Chinonye Chukwu’s 2019 film Clemency, starring Alfre Woodard, examines the way this sentiment can be twisted to justify horrific behavior and unjust systems. Woodard plays Bernadine Williams, a prison warden who carries out executions. The film begins with a botched execution and follows Bernadine as she moves towards the next one, a highly public case where the man (Aldis Hodge) in question is largely thought to be innocent. As Bernadine faces public and private scrutiny, she continues to figuratively wash her hands of the issue- after all, she’s just doing her job.

It’s fascinating to compare Clemency to another 2019 movie, Just Mercy. There are plenty of differences between them of course- Clemency is fiction, Just Mercy is based on a true story and on the life of still-living attorney and advocate Bryan Stevenson. Clemency takes place in the present, Just Mercy in the past. Just Mercy speaks explicitly on race and interrogates a “justice” system that imprisons black men at a disproportionately high rate. Clemency, which stars a black woman as a warden and a black man as a prisoner, is full of interesting implications, but never explicitly talks about race. Yet they are both about the prison industrial complex, and specifically, capital punishment. Just Mercy is focused on the prisoner- in this case, wrongfully accused Walter McMillian- and his relentless, righteous lawyer Stevenson. In Just Mercy, little time is spent thinking about those working on the side of the system. Particularly since the film is about race and how racism played into McMillians’ wrongful conviction in 1980’s Alabama, there seems to be a clear right and wrong. The prosecutors, the prison guards- all presented as clear-cut representatives of a broken system, who are therefore complicit. 

But we are all complicit in all sorts of injustice. There is corruption and sin in every industry, no matter how seemingly neutral or even moral your job or workplace is. Most of us end up playing a game about the degree of separation; how close am I to the injustice? Surely if, say, I work at a retail store where I know the clothes we make use child labor overseas, I can take comfort in the fact that there is enough separation between me and the CEO or the foreman in the factory allowing that to happen. I’m alleviated of guilt.

Right?

The frustration and helplessness as we come to grips with the reality that everything we touch is stained and contaminated can feel overwhelming, so we dull ourselves to it. We turn a blind eye, we cope, we disassociate, we tell ourselves stories. And it is true, we can’t fix everything. But instead of allowing that to turn us towards lament, we turn to paralysis or detachment. 

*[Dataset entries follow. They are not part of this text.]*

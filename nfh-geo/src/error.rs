/// Error types for the location and area model
use thiserror::Error;

/// Main error type for location resolution and area construction
#[derive(Error, Debug, PartialEq)]
pub enum GeoError {
    /// Latitude outside [-90, 90] or longitude outside [-180, 180]
    #[error("Invalid coordinate: lat {lat}, lon {lon}")]
    InvalidCoordinate { lat: f64, lon: f64 },

    /// Coordinate is valid but outside the Nepal bounding box
    #[error("Coordinate {lat:.4}°N, {lon:.4}°E is outside Nepal (lat 26-31, lon 80-89)")]
    OutsideNepal { lat: f64, lon: f64 },

    /// Area radius must be strictly positive
    #[error("Invalid radius: {0} km (must be > 0)")]
    InvalidRadius(f64),

    /// Month number outside 1..=12
    #[error("Invalid month: {0}")]
    InvalidMonth(u32),

    /// Date range whose end precedes its start
    #[error("Invalid date range: {start} is after {end}")]
    InvalidRange { start: String, end: String },

    /// Failed to parse an embedded gazetteer table
    #[error("Failed to parse gazetteer: {0}")]
    GazetteerParse(String),
}

/// Type alias for Results using GeoError
pub type Result<T> = std::result::Result<T, GeoError>;
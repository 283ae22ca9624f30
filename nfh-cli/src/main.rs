//! NFH CLI - Forest health monitoring for Nepal from Sentinel-2 imagery.

use clap::Parser;

#[derive(Parser)]
#[command(
    name = "nfh-cli",
    version,
    about = "Nepal forest health monitor: NDVI change detection and reporting"
)]
struct Cli {
    #[command(subcommand)]
    command: nfh_cmd::Command,
}

#[tokio::main]
async fn main() -> anyhow::Result<()> {
    // Credentials may come from a .env file in the working directory.
    dotenvy::dotenv().ok();
    env_logger::init();
    let cli = Cli::parse();
    nfh_cmd::run(cli.command).await
}
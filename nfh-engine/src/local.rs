//! Offline backend over a JSON archive of Sentinel-2 samples.
//!
//! Each scene stores raw digital numbers for the QA, red and NIR bands at a
//! set of sample points. The archive reproduces the remote recipe locally:
//! scene filtering by footprint, date window and cloud cover, the QA bit
//! mask, reflectance rescaling, a per-point median across scenes, NDVI and a
//! mean over the area disk.

use crate::{
    error::{EngineError, Result},
    query::{
        normalized_difference, CollectionQuery, CompositeImage, ReduceParams, TileLayer,
        VisParams,
    },
    service::ImageQueryService,
};
use async_trait::async_trait;
use chrono::NaiveDate;
use log::{debug, info};
use nfh_geo::{AreaOfInterest, Coordinate};
use serde::{Deserialize, Serialize};
use std::collections::BTreeMap;
use std::path::Path;

/// One sample point of a scene, in raw sensor digital numbers.
#[derive(Debug, Clone, PartialEq, Serialize, Deserialize)]
pub struct Sample {
    pub lat: f64,
    pub lon: f64,
    pub qa60: u16,
    pub b4: f64,
    pub b8: f64,
}

impl Sample {
    fn coordinate(&self) -> Coordinate {
        Coordinate {
            lat: self.lat,
            lon: self.lon,
        }
    }

    /// Sample points are matched across scenes by exact position.
    fn cell(&self) -> (u64, u64) {
        (self.lat.to_bits(), self.lon.to_bits())
    }
}

#[derive(Debug, Clone, PartialEq, Serialize, Deserialize)]
pub struct Scene {
    pub id: String,
    pub acquired: NaiveDate,
    pub cloudy_pixel_percentage: f64,
    pub samples: Vec<Sample>,
}

impl Scene {
    fn intersects(&self, area: &AreaOfInterest) -> bool {
        self.samples.iter().any(|s| area.contains(&s.coordinate()))
    }
}

#[derive(Debug, Clone, PartialEq, Serialize, Deserialize)]
pub struct SceneArchive {
    pub collection: String,
    pub scenes: Vec<Scene>,
}

/// [`ImageQueryService`] evaluated in memory over a [`SceneArchive`].
#[derive(Debug, Clone)]
pub struct LocalArchive {
    archive: SceneArchive,
}

fn median(values: &mut [f64]) -> Option<f64> {
    if values.is_empty() {
        return None;
    }
    values.sort_by(|a, b| a.total_cmp(b));
    let mid = values.len() / 2;
    if values.len() % 2 == 0 {
        Some((values[mid - 1] + values[mid]) / 2.0)
    } else {
        Some(values[mid])
    }
}

impl LocalArchive {
    pub fn new(archive: SceneArchive) -> LocalArchive {
        LocalArchive { archive }
    }

    /// Load an archive from a JSON file.
    pub fn from_path(path: impl AsRef<Path>) -> Result<LocalArchive> {
        let path = path.as_ref();
        let body = std::fs::read_to_string(path)?;
        let archive: SceneArchive = serde_json::from_str(&body)?;
        info!(
            "Loaded {} scenes of {} from {}",
            archive.scenes.len(),
            archive.collection,
            path.display()
        );
        Ok(LocalArchive::new(archive))
    }

    fn matching_scenes<'a>(&'a self, query: &'a CollectionQuery) -> impl Iterator<Item = &'a Scene> {
        let same_collection = self.archive.collection == query.collection;
        self.archive.scenes.iter().filter(move |scene| {
            same_collection
                && query.range.contains(&scene.acquired)
                && scene.cloudy_pixel_percentage < query.max_cloud_pct
                && scene.intersects(&query.area)
        })
    }

    /// Per-point index values of the clipped median composite.
    fn index_values(&self, query: &CollectionQuery, area: &AreaOfInterest) -> Vec<f64> {
        let mut stacks: BTreeMap<(u64, u64), (Vec<f64>, Vec<f64>)> = BTreeMap::new();
        for scene in self.matching_scenes(query) {
            for sample in &scene.samples {
                let point = sample.coordinate();
                if !query.area.contains(&point) || !area.contains(&point) {
                    continue;
                }
                if !query.mask.is_clear(sample.qa60) {
                    continue;
                }
                let (red, nir) = stacks.entry(sample.cell()).or_default();
                red.push(sample.b4 / query.scale_factor);
                nir.push(sample.b8 / query.scale_factor);
            }
        }
        stacks
            .into_values()
            .filter_map(|(mut red, mut nir)| {
                let red = median(&mut red)?;
                let nir = median(&mut nir)?;
                normalized_difference(nir, red)
            })
            .collect()
    }
}

#[async_trait]
impl ImageQueryService for LocalArchive {
    async fn image_count(&self, query: &CollectionQuery) -> Result<u64> {
        Ok(self.matching_scenes(query).count() as u64)
    }

    async fn composite(&self, query: &CollectionQuery) -> Result<CompositeImage> {
        Ok(CompositeImage {
            query: query.clone(),
        })
    }

    async fn reduce_mean(
        &self,
        image: &CompositeImage,
        area: &AreaOfInterest,
        params: &ReduceParams,
    ) -> Result<Option<f64>> {
        let values = self.index_values(&image.query, area);
        let pixels = values.len() as u64;
        if pixels > params.max_pixels {
            return Err(EngineError::TooManyPixels {
                pixels,
                max_pixels: params.max_pixels,
            });
        }
        debug!("Reducing {} valid points", pixels);
        if values.is_empty() {
            return Ok(None);
        }
        Ok(Some(values.iter().sum::<f64>() / values.len() as f64))
    }

    async fn tile_layer(
        &self,
        _image: &CompositeImage,
        _vis: &VisParams,
        name: &str,
    ) -> Result<TileLayer> {
        Err(EngineError::Unsupported(format!(
            "map tiles for '{name}' require the Earth Engine backend"
        )))
    }
}

#[cfg(test)]
mod tests {
    use super::*;
    use crate::pipeline::{compute_mean, get_composite, monthly_series};
    use crate::query::SENTINEL2_SR_COLLECTION;
    use nfh_geo::DateRange;

    const CENTER: Coordinate = Coordinate {
        lat: 27.7172,
        lon: 85.3240,
    };

    fn date(y: i32, m: u32, d: u32) -> NaiveDate {
        NaiveDate::from_ymd_opt(y, m, d).unwrap()
    }

    fn sample(offset: f64, qa60: u16, b4: f64, b8: f64) -> Sample {
        Sample {
            lat: CENTER.lat + offset,
            lon: CENTER.lon,
            qa60,
            b4,
            b8,
        }
    }

    fn scene(id: &str, acquired: NaiveDate, cloud: f64, samples: Vec<Sample>) -> Scene {
        Scene {
            id: id.into(),
            acquired,
            cloudy_pixel_percentage: cloud,
            samples,
        }
    }

    fn archive(scenes: Vec<Scene>) -> LocalArchive {
        LocalArchive::new(SceneArchive {
            collection: SENTINEL2_SR_COLLECTION.into(),
            scenes,
        })
    }

    fn area() -> AreaOfInterest {
        AreaOfInterest::new(CENTER, 5.0).unwrap()
    }

    #[test]
    fn test_median() {
        assert_eq!(median(&mut []), None);
        assert_eq!(median(&mut [3.0, 1.0, 2.0]), Some(2.0));
        assert_eq!(median(&mut [4.0, 1.0, 3.0, 2.0]), Some(2.5));
    }

    #[tokio::test]
    async fn test_filters_by_date_cloud_and_footprint() {
        let backend = archive(vec![
            scene("in", date(2023, 1, 10), 5.0, vec![sample(0.0, 0, 1000.0, 3000.0)]),
            scene("cloudy", date(2023, 1, 12), 30.0, vec![sample(0.0, 0, 1000.0, 3000.0)]),
            scene("late", date(2023, 2, 1), 5.0, vec![sample(0.0, 0, 1000.0, 3000.0)]),
            scene("far", date(2023, 1, 15), 5.0, vec![sample(1.0, 0, 1000.0, 3000.0)]),
        ]);
        let query = CollectionQuery::sentinel2_ndvi(area(), DateRange::month(2023, 1).unwrap());
        assert_eq!(backend.image_count(&query).await.unwrap(), 1);
    }

    #[tokio::test]
    async fn test_cloud_and_cirrus_pixels_are_masked() {
        let backend = archive(vec![scene(
            "s1",
            date(2022, 1, 5),
            10.0,
            vec![
                sample(0.0, 0, 1000.0, 3000.0),
                sample(0.01, 1 << 10, 3000.0, 1000.0),
                sample(0.02, 1 << 11, 3000.0, 1000.0),
            ],
        )]);
        let range = DateRange::season(2022, 1, 3).unwrap();
        let image = get_composite(&backend, &area(), &range).await.unwrap();
        let mean = compute_mean(&backend, &image, &area()).await.unwrap().unwrap();
        assert!((mean - 0.5).abs() < 1e-12);
    }

    #[tokio::test]
    async fn test_median_composite_then_mean() {
        // one point seen three times; median B4 = 1000, median B8 = 4000
        let point = |b4, b8| vec![sample(0.0, 0, b4, b8)];
        let backend = archive(vec![
            scene("a", date(2022, 2, 1), 1.0, point(900.0, 3500.0)),
            scene("b", date(2022, 2, 11), 1.0, point(1000.0, 4000.0)),
            scene("c", date(2022, 2, 21), 1.0, point(2500.0, 4100.0)),
        ]);
        let range = DateRange::season(2022, 1, 3).unwrap();
        let image = get_composite(&backend, &area(), &range).await.unwrap();
        let mean = compute_mean(&backend, &image, &area()).await.unwrap().unwrap();
        assert!((mean - 0.6).abs() < 1e-12);
    }

    #[tokio::test]
    async fn test_no_valid_pixels_is_absent() {
        let backend = archive(vec![scene(
            "clouds",
            date(2022, 1, 5),
            10.0,
            vec![sample(0.0, 1 << 10, 1000.0, 3000.0)],
        )]);
        let range = DateRange::season(2022, 1, 3).unwrap();
        let image = get_composite(&backend, &area(), &range).await.unwrap();
        assert_eq!(compute_mean(&backend, &image, &area()).await.unwrap(), None);
    }

    #[tokio::test]
    async fn test_pixel_cap() {
        let backend = archive(vec![scene(
            "s",
            date(2022, 1, 5),
            10.0,
            vec![sample(0.0, 0, 1000.0, 3000.0), sample(0.01, 0, 1000.0, 3000.0)],
        )]);
        let image = CompositeImage {
            query: CollectionQuery::sentinel2_ndvi(area(), DateRange::month(2022, 1).unwrap()),
        };
        let params = ReduceParams {
            scale_m: 30.0,
            max_pixels: 1,
        };
        let result = backend.reduce_mean(&image, &area(), &params).await;
        assert!(matches!(result, Err(EngineError::TooManyPixels { pixels: 2, .. })));
    }

    #[tokio::test]
    async fn test_monthly_series_over_archive() {
        let backend = archive(vec![
            scene("jan", date(2023, 1, 9), 3.0, vec![sample(0.0, 0, 1000.0, 3000.0)]),
            scene("mar", date(2023, 3, 9), 3.0, vec![sample(0.0, 0, 1000.0, 4000.0)]),
        ]);
        let series = monthly_series(&backend, &area(), 2023, 1, 3).await;
        let months: Vec<&str> = series.points.iter().map(|p| p.month.as_str()).collect();
        assert_eq!(months, vec!["2023-01", "2023-03"]);
        assert_eq!(series.points[0].ndvi, 0.5);
        assert_eq!(series.points[1].ndvi, 0.6);
    }

    #[tokio::test]
    async fn test_tiles_unsupported() {
        let backend = archive(vec![]);
        let image = CompositeImage {
            query: CollectionQuery::sentinel2_ndvi(area(), DateRange::month(2022, 1).unwrap()),
        };
        let vis = crate::query::ndvi_vis_params();
        assert!(matches!(
            backend.tile_layer(&image, &vis, "NDVI 2022").await,
            Err(EngineError::Unsupported(_))
        ));
    }

    #[test]
    fn test_archive_json_shape() {
        let json = r#"{
            "collection": "COPERNICUS/S2_SR_HARMONIZED",
            "scenes": [{
                "id": "20230109T045141",
                "acquired": "2023-01-09",
                "cloudy_pixel_percentage": 2.5,
                "samples": [{"lat": 27.7172, "lon": 85.324, "qa60": 0, "b4": 812.0, "b8": 2950.0}]
            }]
        }"#;
        let parsed: SceneArchive = serde_json::from_str(json).unwrap();
        assert_eq!(parsed.scenes[0].acquired, date(2023, 1, 9));
        assert_eq!(parsed.scenes[0].samples[0].qa60, 0);
    }
}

Just Mercy is a great movie (and an even better book). But Clemency, the more understated spiritual sibling to Just Mercy, is a critical companion piece to getting a fuller and more nuanced understanding of the justice system and our state-sanctioned executions. Clemency is focused on the other side, those prosecutors and guards, as well as those people’s loved ones, who serve as instruments of the state. It suggests that those who work in the prison system have a form of PTSD and suffer alongside the prisoners in being a part of a system that dehumanizes everyone involved, a system that seems too big and unwieldy to ever fix. The film departs upon the viewer a wariness, a weight that you feel alongside Bernadine. From the nauseating first sequence to the chilling final one, the movie plunges you into the quickly dulling psyche and spirit of Woodard’s Bernadine as she desperately tries to cope and detach from her escalating guilt and ambivalence. 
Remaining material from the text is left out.